=== Supplied records ===

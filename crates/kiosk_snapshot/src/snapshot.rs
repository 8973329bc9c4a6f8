//! Tree snapshot and builder.
//!
//! A `TreeSnapshot` is the immutable-for-one-pass view of the navigation
//! chrome that the reconciler scans. It is recreated on every trigger
//! firing and never cached across triggers - a stale snapshot would cause
//! missed corrections.

use crate::node::{has_string, NodeFlags, NodeTable};
use crate::types::{Rect, Zone};
use crate::{NONE_IDX, NONE_STR, SCHEMA_VERSION};
use serde::{Deserialize, Serialize};
use std::collections::HashMap;

/// Snapshot metadata.
#[derive(Debug, Clone, Default, PartialEq, Serialize, Deserialize)]
pub struct SnapshotEnvelope {
    /// Schema version for forward compatibility.
    pub schema_version: u32,

    /// Event-loop tick at capture time.
    pub captured_tick: u64,

    /// Route the shell was on when the snapshot was taken.
    pub route: String,

    /// Viewport bounds at capture time.
    pub viewport: Rect,
}

/// Point-in-time view of the navigation UI tree.
#[derive(Debug, Clone, Default, Serialize, Deserialize)]
pub struct TreeSnapshot {
    /// Capture metadata.
    pub envelope: SnapshotEnvelope,

    /// Deduplicated strings referenced by the node table.
    pub string_table: Vec<String>,

    /// Node arena.
    pub nodes: NodeTable,
}

impl TreeSnapshot {
    /// Number of nodes in the snapshot.
    #[inline]
    pub fn node_count(&self) -> usize {
        self.nodes.len()
    }

    /// Route at capture time.
    #[inline]
    pub fn route(&self) -> &str {
        &self.envelope.route
    }

    /// Iterate over all node indices.
    pub fn indices(&self) -> impl Iterator<Item = usize> {
        0..self.nodes.len()
    }

    /// Resolve a string id against the string table.
    pub fn resolve(&self, string_id: u32) -> Option<&str> {
        if !has_string(string_id) {
            return None;
        }
        self.string_table.get(string_id as usize).map(String::as_str)
    }

    /// Element tag name.
    pub fn tag(&self, idx: usize) -> Option<&str> {
        self.nodes.tag_ids.get(idx).and_then(|&id| self.resolve(id))
    }

    /// Visible text content.
    pub fn text(&self, idx: usize) -> Option<&str> {
        self.nodes.text_ids.get(idx).and_then(|&id| self.resolve(id))
    }

    /// Element id attribute.
    pub fn elem_id(&self, idx: usize) -> Option<&str> {
        self.nodes.elem_ids.get(idx).and_then(|&id| self.resolve(id))
    }

    /// Space-joined class attribute.
    pub fn classes(&self, idx: usize) -> Option<&str> {
        self.nodes.class_ids.get(idx).and_then(|&id| self.resolve(id))
    }

    /// ARIA role attribute.
    pub fn aria_role(&self, idx: usize) -> Option<&str> {
        self.nodes.role_ids.get(idx).and_then(|&id| self.resolve(id))
    }

    /// ARIA label attribute.
    pub fn aria_label(&self, idx: usize) -> Option<&str> {
        self.nodes
            .aria_label_ids
            .get(idx)
            .and_then(|&id| self.resolve(id))
    }

    /// Link target.
    pub fn href(&self, idx: usize) -> Option<&str> {
        self.nodes.href_ids.get(idx).and_then(|&id| self.resolve(id))
    }

    /// Position bucket for a node relative to the capture viewport.
    pub fn zone(&self, idx: usize, top_fraction: f32, sidebar_fraction: f32) -> Zone {
        match self.nodes.bounds(idx) {
            Some(bounds) => Zone::from_bounds(
                bounds,
                self.envelope.viewport,
                top_fraction,
                sidebar_fraction,
            ),
            None => Zone::Body,
        }
    }
}

/// Per-node input to the builder.
#[derive(Debug, Clone, Default)]
pub struct NodeSpec {
    pub tag: String,
    pub text: Option<String>,
    pub elem_id: Option<String>,
    pub classes: Option<String>,
    pub aria_role: Option<String>,
    pub aria_label: Option<String>,
    pub href: Option<String>,
    pub bounds: Rect,
    pub flags: NodeFlags,
}

impl NodeSpec {
    pub fn new(tag: impl Into<String>) -> Self {
        Self {
            tag: tag.into(),
            flags: NodeFlags::VISIBLE,
            ..Default::default()
        }
    }

    pub fn text(mut self, text: impl Into<String>) -> Self {
        self.text = Some(text.into());
        self
    }

    pub fn elem_id(mut self, id: impl Into<String>) -> Self {
        self.elem_id = Some(id.into());
        self
    }

    pub fn classes(mut self, classes: impl Into<String>) -> Self {
        self.classes = Some(classes.into());
        self
    }

    pub fn aria_role(mut self, role: impl Into<String>) -> Self {
        self.aria_role = Some(role.into());
        self
    }

    pub fn aria_label(mut self, label: impl Into<String>) -> Self {
        self.aria_label = Some(label.into());
        self
    }

    pub fn href(mut self, href: impl Into<String>) -> Self {
        self.href = Some(href.into());
        self.flags |= NodeFlags::LINK | NodeFlags::INTERACTIVE;
        self
    }

    pub fn bounds(mut self, bounds: Rect) -> Self {
        self.bounds = bounds;
        self
    }

    pub fn flags(mut self, flags: NodeFlags) -> Self {
        self.flags = flags;
        self
    }

    pub fn interactive(mut self) -> Self {
        self.flags |= NodeFlags::INTERACTIVE | NodeFlags::FOCUSABLE;
        self
    }
}

/// Incremental snapshot builder with string interning.
///
/// Hosts push nodes in document order; sibling chains and parent links are
/// derived as nodes arrive.
#[derive(Debug)]
pub struct TreeBuilder {
    route: String,
    viewport: Rect,
    captured_tick: u64,
    strings: Vec<String>,
    lookup: HashMap<String, u32>,
    nodes: NodeTable,
    last_child: Vec<u32>,
    next_auto_id: u64,
}

impl TreeBuilder {
    pub fn new(route: impl Into<String>, viewport: Rect) -> Self {
        Self {
            route: route.into(),
            viewport,
            captured_tick: 0,
            strings: Vec::new(),
            lookup: HashMap::new(),
            nodes: NodeTable::default(),
            last_child: Vec::new(),
            next_auto_id: 1,
        }
    }

    pub fn captured_at(mut self, tick: u64) -> Self {
        self.captured_tick = tick;
        self
    }

    /// Push a node with an auto-assigned host handle.
    ///
    /// Intended for tests and synthetic trees; real hosts should use
    /// [`TreeBuilder::push_with_id`] so marks survive across captures.
    pub fn push(&mut self, parent: Option<usize>, spec: NodeSpec) -> usize {
        let host_id = self.next_auto_id;
        self.next_auto_id += 1;
        self.push_with_id(parent, host_id, spec)
    }

    /// Push a node carrying the host's stable handle.
    pub fn push_with_id(&mut self, parent: Option<usize>, host_id: u64, spec: NodeSpec) -> usize {
        let idx = self.nodes.len();

        let tag_id = self.intern(&spec.tag);
        let text_id = self.intern_opt(spec.text.as_deref());
        let elem_id = self.intern_opt(spec.elem_id.as_deref());
        let class_id = self.intern_opt(spec.classes.as_deref());
        let role_id = self.intern_opt(spec.aria_role.as_deref());
        let aria_label_id = self.intern_opt(spec.aria_label.as_deref());
        let href_id = self.intern_opt(spec.href.as_deref());

        self.nodes.host_ids.push(host_id);
        self.nodes.tag_ids.push(tag_id);
        self.nodes.text_ids.push(text_id);
        self.nodes.elem_ids.push(elem_id);
        self.nodes.class_ids.push(class_id);
        self.nodes.role_ids.push(role_id);
        self.nodes.aria_label_ids.push(aria_label_id);
        self.nodes.href_ids.push(href_id);
        self.nodes.x.push(spec.bounds.x);
        self.nodes.y.push(spec.bounds.y);
        self.nodes.w.push(spec.bounds.w);
        self.nodes.h.push(spec.bounds.h);
        self.nodes.flags.push(spec.flags);
        self.nodes.first_child.push(NONE_IDX);
        self.nodes.next_sibling.push(NONE_IDX);
        self.nodes.prev_sibling.push(NONE_IDX);
        self.last_child.push(NONE_IDX);

        match parent {
            Some(p) if p < idx => {
                self.nodes.parent.push(p as u32);
                let prev = self.last_child[p];
                if prev == NONE_IDX {
                    self.nodes.first_child[p] = idx as u32;
                } else {
                    self.nodes.next_sibling[prev as usize] = idx as u32;
                    self.nodes.prev_sibling[idx] = prev;
                }
                self.last_child[p] = idx as u32;
            }
            _ => {
                self.nodes.parent.push(NONE_IDX);
            }
        }

        idx
    }

    /// Finish the build.
    pub fn finish(self) -> TreeSnapshot {
        TreeSnapshot {
            envelope: SnapshotEnvelope {
                schema_version: SCHEMA_VERSION,
                captured_tick: self.captured_tick,
                route: self.route,
                viewport: self.viewport,
            },
            string_table: self.strings,
            nodes: self.nodes,
        }
    }

    fn intern(&mut self, s: &str) -> u32 {
        if let Some(&id) = self.lookup.get(s) {
            return id;
        }
        let id = self.strings.len() as u32;
        self.strings.push(s.to_string());
        self.lookup.insert(s.to_string(), id);
        id
    }

    fn intern_opt(&mut self, s: Option<&str>) -> u32 {
        match s {
            Some(s) if !s.is_empty() => self.intern(s),
            _ => NONE_STR,
        }
    }
}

===

▸ Task description: Word for word, please print every line from the beginning of the records to the line bearing "all node indices.", counting both ends and stopping there.

▸ Solution to this task:
filename crates/kiosk_snapshot/src/snapshot.rs
repository 8973329bc9c4a6f8
//! Tree snapshot and builder.
//!
//! A `TreeSnapshot` is the immutable-for-one-pass view of the navigation
//! chrome that the reconciler scans. It is recreated on every trigger
//! firing and never cached across triggers - a stale snapshot would cause
//! missed corrections.

use crate::node::{has_string, NodeFlags, NodeTable};
use crate::types::{Rect, Zone};
use crate::{NONE_IDX, NONE_STR, SCHEMA_VERSION};
use serde::{Deserialize, Serialize};
use std::collections::HashMap;

/// Snapshot metadata.
#[derive(Debug, Clone, Default, PartialEq, Serialize, Deserialize)]
pub struct SnapshotEnvelope {
    /// Schema version for forward compatibility.
    pub schema_version: u32,

    /// Event-loop tick at capture time.
    pub captured_tick: u64,

    /// Route the shell was on when the snapshot was taken.
    pub route: String,

    /// Viewport bounds at capture time.
    pub viewport: Rect,
}

/// Point-in-time view of the navigation UI tree.
#[derive(Debug, Clone, Default, Serialize, Deserialize)]
pub struct TreeSnapshot {
    /// Capture metadata.
    pub envelope: SnapshotEnvelope,

    /// Deduplicated strings referenced by the node table.
    pub string_table: Vec<String>,

    /// Node arena.
    pub nodes: NodeTable,
}

impl TreeSnapshot {
    /// Number of nodes in the snapshot.
    #[inline]
    pub fn node_count(&self) -> usize {
        self.nodes.len()
    }

    /// Route at capture time.
    #[inline]
    pub fn route(&self) -> &str {
        &self.envelope.route
    }

    /// Iterate over all node indices.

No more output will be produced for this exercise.